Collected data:

↓↓↓

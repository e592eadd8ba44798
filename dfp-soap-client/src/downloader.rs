//! Data downloader.
//!
//! [`DataDownloader`] runs report jobs to completion and streams their
//! artifacts, and pages PQL queries into memory or CSV. It is created by
//! [`DfpClient::get_data_downloader`] and creates its service proxies on
//! first use.

mod pql;
mod report;

use std::time::Duration;

use bytes::Bytes;
use dfp_soap_core::{BindVariable, Cell, Element};
use http::Request;
use tokio::io::AsyncWrite;
use tokio::sync::OnceCell;

pub use pql::{PqlRecord, PqlSelect, collect_pql_rows, pql_records, write_pql_csv};
pub use report::{CHUNK_SIZE, DEFAULT_POLL_INTERVAL, ReportJobs, copy_body, wait_for_report};

use crate::client::DfpClient;
use crate::error::ClientError;
use crate::service::{
    MAX_MESSAGE_CHARS, PublisherQueryLanguageService, ReportDownloadOptions, ReportService, truncate,
};
use crate::transport::RequestBody;

/// Report and PQL downloads for one API version and server.
#[derive(Debug)]
pub struct DataDownloader {
    client: DfpClient,
    version: String,
    server: String,
    poll_interval: Duration,
    report_service: OnceCell<ReportService>,
    pql_service: OnceCell<PublisherQueryLanguageService>,
}

impl DataDownloader {
    pub(crate) fn new(client: DfpClient, version: &str, server: &str) -> Self {
        Self {
            client,
            version: version.to_string(),
            server: server.to_string(),
            poll_interval: DEFAULT_POLL_INTERVAL,
            report_service: OnceCell::new(),
            pql_service: OnceCell::new(),
        }
    }

    /// Poll report jobs every `interval` instead of every 30 seconds.
    pub fn with_poll_interval(mut self, interval: Duration) -> Self {
        self.poll_interval = interval;
        self
    }

    pub fn poll_interval(&self) -> Duration {
        self.poll_interval
    }

    pub fn version(&self) -> &str {
        &self.version
    }

    pub fn server(&self) -> &str {
        &self.server
    }

    /// The `ReportService` proxy, created on first use.
    pub async fn report_service(&self) -> Result<&ReportService, ClientError> {
        self.report_service
            .get_or_try_init(|| async {
                let proxy = self
                    .client
                    .get_service("ReportService", Some(self.version.as_str()), Some(self.server.as_str()))
                    .await?;
                Ok(ReportService::new(proxy))
            })
            .await
    }

    /// The `PublisherQueryLanguageService` proxy, created on first use.
    pub async fn pql_service(&self) -> Result<&PublisherQueryLanguageService, ClientError> {
        self.pql_service
            .get_or_try_init(|| async {
                let proxy = self
                    .client
                    .get_service(
                        "PublisherQueryLanguageService",
                        Some(self.version.as_str()),
                        Some(self.server.as_str()),
                    )
                    .await?;
                Ok(PublisherQueryLanguageService::new(proxy))
            })
            .await
    }

    /// Run `report_job` and wait until it completes; returns its id.
    ///
    /// Fails with [`ClientError::ReportFailed`] if the job fails. Wrap the
    /// call in `tokio::time::timeout` to bound the wait.
    pub async fn wait_for_report(&self, report_job: Element) -> Result<i64, ClientError> {
        wait_for_report(self.report_service().await?, report_job, self.poll_interval).await
    }

    /// Download a finished report in `export_format` with default options.
    pub async fn download_report_to_file<W>(
        &self,
        report_job_id: i64,
        export_format: &str,
        sink: &mut W,
    ) -> Result<u64, ClientError>
    where
        W: AsyncWrite + Unpin + ?Sized,
    {
        self.download_report_to_file_with_options(
            report_job_id,
            &ReportDownloadOptions::new(export_format),
            sink,
        )
        .await
    }

    /// Download a finished report into `sink`; returns the byte count.
    ///
    /// The artifact is written as served, in writes of at most
    /// [`CHUNK_SIZE`] bytes, and `sink` is flushed at the end.
    pub async fn download_report_to_file_with_options<W>(
        &self,
        report_job_id: i64,
        options: &ReportDownloadOptions,
        sink: &mut W,
    ) -> Result<u64, ClientError>
    where
        W: AsyncWrite + Unpin + ?Sized,
    {
        let url = self
            .report_service()
            .await?
            .report_download_url(report_job_id, options)
            .await?;

        #[cfg(feature = "tracing")]
        tracing::debug!(report_job_id, export_format = %options.export_format, "downloading report");

        // The URL is pre-signed; only custom headers go along.
        let mut request = Request::get(url.as_str())
            .body(RequestBody::new(Bytes::new()))
            .map_err(|e| ClientError::transport(format!("invalid report download URL: {e}")))?;
        request
            .headers_mut()
            .extend(self.client.header().custom_http_headers().clone());

        let response = self.client.transport().open(request).await?;
        let status = response.status();
        if !status.is_success() {
            let body = http_body_util::BodyExt::collect(response.into_body())
                .await
                .map(|collected| collected.to_bytes())
                .unwrap_or_default();
            return Err(ClientError::Http {
                status: status.as_u16(),
                message: truncate(&String::from_utf8_lossy(&body), MAX_MESSAGE_CHARS).to_string(),
            });
        }

        copy_body(response.into_body(), sink).await
    }

    /// Page through `query` and return the header and every row.
    pub async fn download_pql_result_to_list(
        &self,
        query: &str,
        values: &[BindVariable],
    ) -> Result<Vec<Vec<Cell>>, ClientError> {
        collect_pql_rows(self.pql_service().await?, query, values).await
    }

    /// Page through `query` and write it to `sink` as CSV, header first.
    ///
    /// Returns the number of data rows written.
    pub async fn download_pql_result_to_csv<W: std::io::Write>(
        &self,
        query: &str,
        sink: W,
        values: &[BindVariable],
    ) -> Result<u64, ClientError> {
        write_pql_csv(self.pql_service().await?, query, sink, values).await
    }
}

↑↑↑

About this exercise: All of the entries above need to be output again exactly.

Exercise response:
repository e592eadd8ba44798
filename dfp-soap-client/src/downloader.rs
//! Data downloader.
//!
//! [`DataDownloader`] runs report jobs to completion and streams their
//! artifacts, and pages PQL queries into memory or CSV. It is created by
//! [`DfpClient::get_data_downloader`] and creates its service proxies on
//! first use.

mod pql;
mod report;

use std::time::Duration;

use bytes::Bytes;
use dfp_soap_core::{BindVariable, Cell, Element};
use http::Request;
use tokio::io::AsyncWrite;
use tokio::sync::OnceCell;

pub use pql::{PqlRecord, PqlSelect, collect_pql_rows, pql_records, write_pql_csv};
pub use report::{CHUNK_SIZE, DEFAULT_POLL_INTERVAL, ReportJobs, copy_body, wait_for_report};

use crate::client::DfpClient;
use crate::error::ClientError;
use crate::service::{
    MAX_MESSAGE_CHARS, PublisherQueryLanguageService, ReportDownloadOptions, ReportService, truncate,
};
use crate::transport::RequestBody;

/// Report and PQL downloads for one API version and server.
#[derive(Debug)]
pub struct DataDownloader {
    client: DfpClient,
    version: String,
    server: String,
    poll_interval: Duration,
    report_service: OnceCell<ReportService>,
    pql_service: OnceCell<PublisherQueryLanguageService>,
}

impl DataDownloader {
    pub(crate) fn new(client: DfpClient, version: &str, server: &str) -> Self {
        Self {
            client,
            version: version.to_string(),
            server: server.to_string(),
            poll_interval: DEFAULT_POLL_INTERVAL,
            report_service: OnceCell::new(),
            pql_service: OnceCell::new(),
        }
    }

    /// Poll report jobs every `interval` instead of every 30 seconds.
    pub fn with_poll_interval(mut self, interval: Duration) -> Self {
        self.poll_interval = interval;
        self
    }

    pub fn poll_interval(&self) -> Duration {
        self.poll_interval
    }

    pub fn version(&self) -> &str {
        &self.version
    }

    pub fn server(&self) -> &str {
        &self.server
    }

    /// The `ReportService` proxy, created on first use.
    pub async fn report_service(&self) -> Result<&ReportService, ClientError> {
        self.report_service
            .get_or_try_init(|| async {
                let proxy = self
                    .client
                    .get_service("ReportService", Some(self.version.as_str()), Some(self.server.as_str()))
                    .await?;
                Ok(ReportService::new(proxy))
            })
            .await
    }

    /// The `PublisherQueryLanguageService` proxy, created on first use.
    pub async fn pql_service(&self) -> Result<&PublisherQueryLanguageService, ClientError> {
        self.pql_service
            .get_or_try_init(|| async {
                let proxy = self
                    .client
                    .get_service(
                        "PublisherQueryLanguageService",
                        Some(self.version.as_str()),
                        Some(self.server.as_str()),
                    )
                    .await?;
                Ok(PublisherQueryLanguageService::new(proxy))
            })
            .await
    }

    /// Run `report_job` and wait until it completes; returns its id.
    ///
    /// Fails with [`ClientError::ReportFailed`] if the job fails. Wrap the
    /// call in `tokio::time::timeout` to bound the wait.
    pub async fn wait_for_report(&self, report_job: Element) -> Result<i64, ClientError> {
        wait_for_report(self.report_service().await?, report_job, self.poll_interval).await
    }

    /// Download a finished report in `export_format` with default options.
    pub async fn download_report_to_file<W>(
        &self,
        report_job_id: i64,
        export_format: &str,
        sink: &mut W,
    ) -> Result<u64, ClientError>
    where
        W: AsyncWrite + Unpin + ?Sized,
    {
        self.download_report_to_file_with_options(
            report_job_id,
            &ReportDownloadOptions::new(export_format),
            sink,
        )
        .await
    }

    /// Download a finished report into `sink`; returns the byte count.
    ///
    /// The artifact is written as served, in writes of at most
    /// [`CHUNK_SIZE`] bytes, and `sink` is flushed at the end.
    pub async fn download_report_to_file_with_options<W>(
        &self,
        report_job_id: i64,
        options: &ReportDownloadOptions,
        sink: &mut W,
    ) -> Result<u64, ClientError>
    where
        W: AsyncWrite + Unpin + ?Sized,
    {
        let url = self
            .report_service()
            .await?
            .report_download_url(report_job_id, options)
            .await?;

        #[cfg(feature = "tracing")]
        tracing::debug!(report_job_id, export_format = %options.export_format, "downloading report");

        // The URL is pre-signed; only custom headers go along.
        let mut request = Request::get(url.as_str())
            .body(RequestBody::new(Bytes::new()))
            .map_err(|e| ClientError::transport(format!("invalid report download URL: {e}")))?;
        request
            .headers_mut()
            .extend(self.client.header().custom_http_headers().clone());

        let response = self.client.transport().open(request).await?;
        let status = response.status();
        if !status.is_success() {
            let body = http_body_util::BodyExt::collect(response.into_body())
                .await
                .map(|collected| collected.to_bytes())
                .unwrap_or_default();
            return Err(ClientError::Http {
                status: status.as_u16(),
                message: truncate(&String::from_utf8_lossy(&body), MAX_MESSAGE_CHARS).to_string(),
            });
        }

        copy_body(response.into_body(), sink).await
    }

    /// Page through `query` and return the header and every row.
    pub async fn download_pql_result_to_list(
        &self,
        query: &str,
        values: &[BindVariable],
    ) -> Result<Vec<Vec<Cell>>, ClientError> {
        collect_pql_rows(self.pql_service().await?, query, values).await
    }

    /// Page through `query` and write it to `sink` as CSV, header first.
    ///
    /// Returns the number of data rows written.
    pub async fn download_pql_result_to_csv<W: std::io::Write>(
        &self,
        query: &str,
        sink: W,
        values: &[BindVariable],
    ) -> Result<u64, ClientError> {
        write_pql_csv(self.pql_service().await?, query, sink, values).await
    }
}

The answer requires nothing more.